··· GIVEN ENTRIES ···

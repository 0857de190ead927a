//! Qdrant-backed context store.
//!
//! Before analysis the submitted text can be routed through a per-document collection:
//! the text is split into overlapping chunks, embedded, upserted, and then read back in
//! chunk order. The reassembled text is what the analysis pipeline chunks and analyzes.

mod client;
mod scroller;
mod types;

pub use client::{ENSURE_ATTEMPTS, QdrantService};
pub use scroller::stream_chunks;
pub use types::{StoredChunk, VectorError};

use crate::analysis::chunk_with_overlap;
use crate::config::Config;
use crate::embedding::{EmbeddingClient, embedding_client_from_config};
use crate::identity::DocumentId;
use std::sync::Arc;

/// Stores document chunks in Qdrant and reassembles them for analysis.
pub struct ContextStore {
    qdrant: QdrantService,
    embedder: Arc<dyn EmbeddingClient>,
    chunk_chars: usize,
    chunk_overlap: usize,
}

impl ContextStore {
    /// Assemble a context store from explicit collaborators.
    pub fn new(
        qdrant: QdrantService,
        embedder: Arc<dyn EmbeddingClient>,
        chunk_chars: usize,
        chunk_overlap: usize,
    ) -> Self {
        Self {
            qdrant,
            embedder,
            chunk_chars,
            chunk_overlap,
        }
    }

    /// Build the store when `VECTOR_CONTEXT_ENABLED` is set, or `None` otherwise.
    pub fn from_config(config: &Config) -> Result<Option<Self>, VectorError> {
        if !config.vector_context_enabled {
            return Ok(None);
        }
        let url = config
            .qdrant_url
            .as_deref()
            .ok_or_else(|| VectorError::InvalidUrl("QDRANT_URL is not set".into()))?;
        let qdrant = QdrantService::new(url, config.qdrant_api_key.clone())?;
        let embedder = embedding_client_from_config(config)?;
        Ok(Some(Self::new(
            qdrant,
            embedder,
            config.vector_chunk_chars,
            config.vector_chunk_overlap,
        )))
    }

    /// Underlying Qdrant client.
    pub fn qdrant(&self) -> &QdrantService {
        &self.qdrant
    }

    /// Store `text` under the document's collection and return the reassembled context.
    ///
    /// Stored chunks are joined with single spaces in chunk order. Points left over from a
    /// longer earlier submission are removed first so they never leak into the context.
    pub async fn rebuild(&self, id: &DocumentId, text: &str) -> Result<String, VectorError> {
        let chunks = chunk_with_overlap(text, self.chunk_chars, self.chunk_overlap)?;
        if chunks.is_empty() {
            return Ok(String::new());
        }

        let collection = id.collection_name();
        let texts: Vec<String> = chunks.iter().map(|chunk| chunk.text.clone()).collect();
        let vectors = self.embedder.embed(&texts).await?;

        self.qdrant
            .ensure_collection(&collection, self.embedder.dimension() as u64)
            .await?;
        let stored = self.qdrant.upsert_chunks(&collection, &chunks, vectors).await?;
        self.qdrant.delete_chunks_from(&collection, stored).await?;

        let context = self
            .qdrant
            .fetch_chunks(&collection)
            .await?
            .into_iter()
            .map(|chunk| chunk.text)
            .collect::<Vec<_>>()
            .join(" ");

        tracing::info!(
            document_id = %id,
            collection = %collection,
            chunks = stored,
            "Context rebuilt from vector store"
        );
        Ok(context)
    }
}

#[cfg(test)]
mod tests {
    use super::*;
    use crate::embedding::HashEmbeddingClient;
    use httpmock::{
        Method::{GET, POST, PUT},
        MockServer,
    };
    use serde_json::json;
    use std::time::Duration;

    #[tokio::test]
    async fn rebuild_reassembles_stored_chunks_in_order() {
        let server = MockServer::start_async().await;
        let id = DocumentId::parse("https://example.com/tos").expect("identity");
        let collection = id.collection_name();

        let lookup = server
            .mock_async(|when, then| {
                when.method(GET).path(format!("/collections/{collection}"));
                then.status(200).json_body(json!({
                    "result": { "config": { "params": { "vectors": { "size": 8 } } } }
                }));
            })
            .await;
        let upsert = server
            .mock_async(|when, then| {
                when.method(PUT)
                    .path(format!("/collections/{collection}/points"))
                    .body_contains("\"chunkIndex\":1");
                then.status(200).json_body(json!({ "result": {} }));
            })
            .await;
        let delete = server
            .mock_async(|when, then| {
                when.method(POST)
                    .path(format!("/collections/{collection}/points/delete"))
                    .body_contains("\"gte\":2");
                then.status(200).json_body(json!({ "result": {} }));
            })
            .await;
        server
            .mock_async(|when, then| {
                when.method(POST)
                    .path(format!("/collections/{collection}/points/scroll"));
                then.status(200).json_body(json!({
                    "result": {
                        "points": [
                            { "id": 1, "payload": { "text": "third parties.", "chunkIndex": 1 } },
                            { "id": 0, "payload": { "text": "We may share", "chunkIndex": 0 } }
                        ],
                        "next_page_offset": null
                    }
                }));
            })
            .await;

        let store = ContextStore::new(
            QdrantService::new(&server.base_url(), None)
                .expect("client")
                .with_retry_base(Duration::ZERO),
            Arc::new(HashEmbeddingClient::new(8).expect("embedder")),
            14,
            0,
        );

        let context = store
            .rebuild(&id, "We may share third parties.")
            .await
            .expect("rebuild");

        lookup.assert_async().await;
        upsert.assert_async().await;
        delete.assert_async().await;
        assert_eq!(context, "We may share third parties.");
    }

    #[tokio::test]
    async fn disabled_configuration_builds_nothing() {
        let config = crate::config::test_config();
        assert!(ContextStore::from_config(&config).expect("config").is_none());
    }
}
use super::analyzer::ChunkAnalyzer;
use super::chunking::chunk_text;
use super::fanout::{FanOutCoordinator, FanOutSettings};
use super::summarizer::{Summary, Summarizer};
use super::types::{AnalysisOutcome, PipelineError};
use crate::config::Config;
use crate::identity::DocumentId;
use crate::llm::LanguageModel;
use crate::results::{AnalysisResult, CreateOutcome, ResultStore};
use crate::vector::ContextStore;
use std::sync::Arc;
use time::OffsetDateTime;

/// Orchestrates lookup, chunking, fan-out, summary and persistence for one document.
pub struct AnalysisPipeline {
    results: Arc<dyn ResultStore>,
    coordinator: FanOutCoordinator,
    summarizer: Summarizer,
    context: Option<ContextStore>,
    chunk_max_chars: usize,
    persist_sentinels: bool,
}

impl AnalysisPipeline {
    /// Assemble a pipeline from explicit components.
    pub fn new(
        results: Arc<dyn ResultStore>,
        coordinator: FanOutCoordinator,
        summarizer: Summarizer,
        chunk_max_chars: usize,
    ) -> Self {
        Self {
            results,
            coordinator,
            summarizer,
            context: None,
            chunk_max_chars,
            persist_sentinels: true,
        }
    }

    /// Wire the pipeline from configuration, sharing `model` between analysis and summary.
    pub fn from_config(
        config: &Config,
        results: Arc<dyn ResultStore>,
        model: Arc<dyn LanguageModel>,
        context: Option<ContextStore>,
    ) -> Self {
        let analyzer = ChunkAnalyzer::new(Arc::clone(&model), config.analysis_model.clone());
        let coordinator = FanOutCoordinator::new(analyzer, FanOutSettings::from_config(config));
        let summarizer = Summarizer::new(model, config.summary_model.clone());
        let mut pipeline = Self::new(results, coordinator, summarizer, config.chunk_max_chars)
            .persist_sentinels(config.persist_sentinel_results);
        pipeline.context = context;
        pipeline
    }

    /// Route analysis text through `context` first.
    pub fn with_context(mut self, context: ContextStore) -> Self {
        self.context = Some(context);
        self
    }

    /// Whether sentinel summaries are stored. When off, the next request for the document
    /// reruns the whole analysis.
    pub fn persist_sentinels(mut self, persist: bool) -> Self {
        self.persist_sentinels = persist;
        self
    }

    /// Return the stored result for `id`, or analyze `text` and store the outcome.
    ///
    /// Only result store failures, invalid chunk settings and permanent vector configuration
    /// errors escape; every model failure ends in a sentinel summary.
    pub async fn run(&self, id: &DocumentId, text: &str) -> Result<AnalysisOutcome, PipelineError> {
        if let Some(existing) = self.results.find_by_document(id).await? {
            tracing::info!(document_id = %id, "Returning stored analysis");
            return Ok(AnalysisOutcome {
                result: existing,
                reused: true,
                persisted: true,
            });
        }

        let analysis_text = self.prepare_text(id, text).await?;
        let chunks = chunk_text(&analysis_text, self.chunk_max_chars)?;
        tracing::info!(document_id = %id, chunks = chunks.len(), "Analyzing document");

        let findings = self.coordinator.run_all(&chunks).await;
        let summary = self.summarizer.summarize(&findings).await;

        if summary.is_sentinel() && !self.persist_sentinels {
            tracing::warn!(
                document_id = %id,
                summary = summary.text(),
                "Analysis produced a sentinel; not storing it so a later request can retry"
            );
            return Ok(AnalysisOutcome {
                result: transient_result(id, summary),
                reused: false,
                persisted: false,
            });
        }

        let outcome = match self.results.create(id, summary.text()).await? {
            CreateOutcome::Created(result) => AnalysisOutcome {
                result,
                reused: false,
                persisted: true,
            },
            CreateOutcome::AlreadyExists(result) => AnalysisOutcome {
                result,
                reused: true,
                persisted: true,
            },
        };
        Ok(outcome)
    }

    async fn prepare_text(&self, id: &DocumentId, text: &str) -> Result<String, PipelineError> {
        let Some(context) = &self.context else {
            return Ok(text.to_string());
        };
        if text.trim().is_empty() {
            return Ok(String::new());
        }

        match context.rebuild(id, text).await {
            Ok(rebuilt) if !rebuilt.trim().is_empty() => Ok(rebuilt),
            Ok(_) => Ok(text.to_string()),
            Err(error) if error.is_permanent() => Err(error.into()),
            Err(error) => {
                tracing::warn!(
                    document_id = %id,
                    error = %error,
                    "Vector context unavailable; analyzing submitted text directly"
                );
                Ok(text.to_string())
            }
        }
    }
}

fn transient_result(id: &DocumentId, summary: Summary) -> AnalysisResult {
    AnalysisResult {
        document_id: id.as_str().to_string(),
        summary_text: summary.into_text(),
        created_at: OffsetDateTime::now_utc(),
    }
}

···

> WHAT THE TASK ASKS
Scan the data above, please, and give the number of lines where the word "scroller" occurs, with no further text.

> EXERCISE OUTPUT
2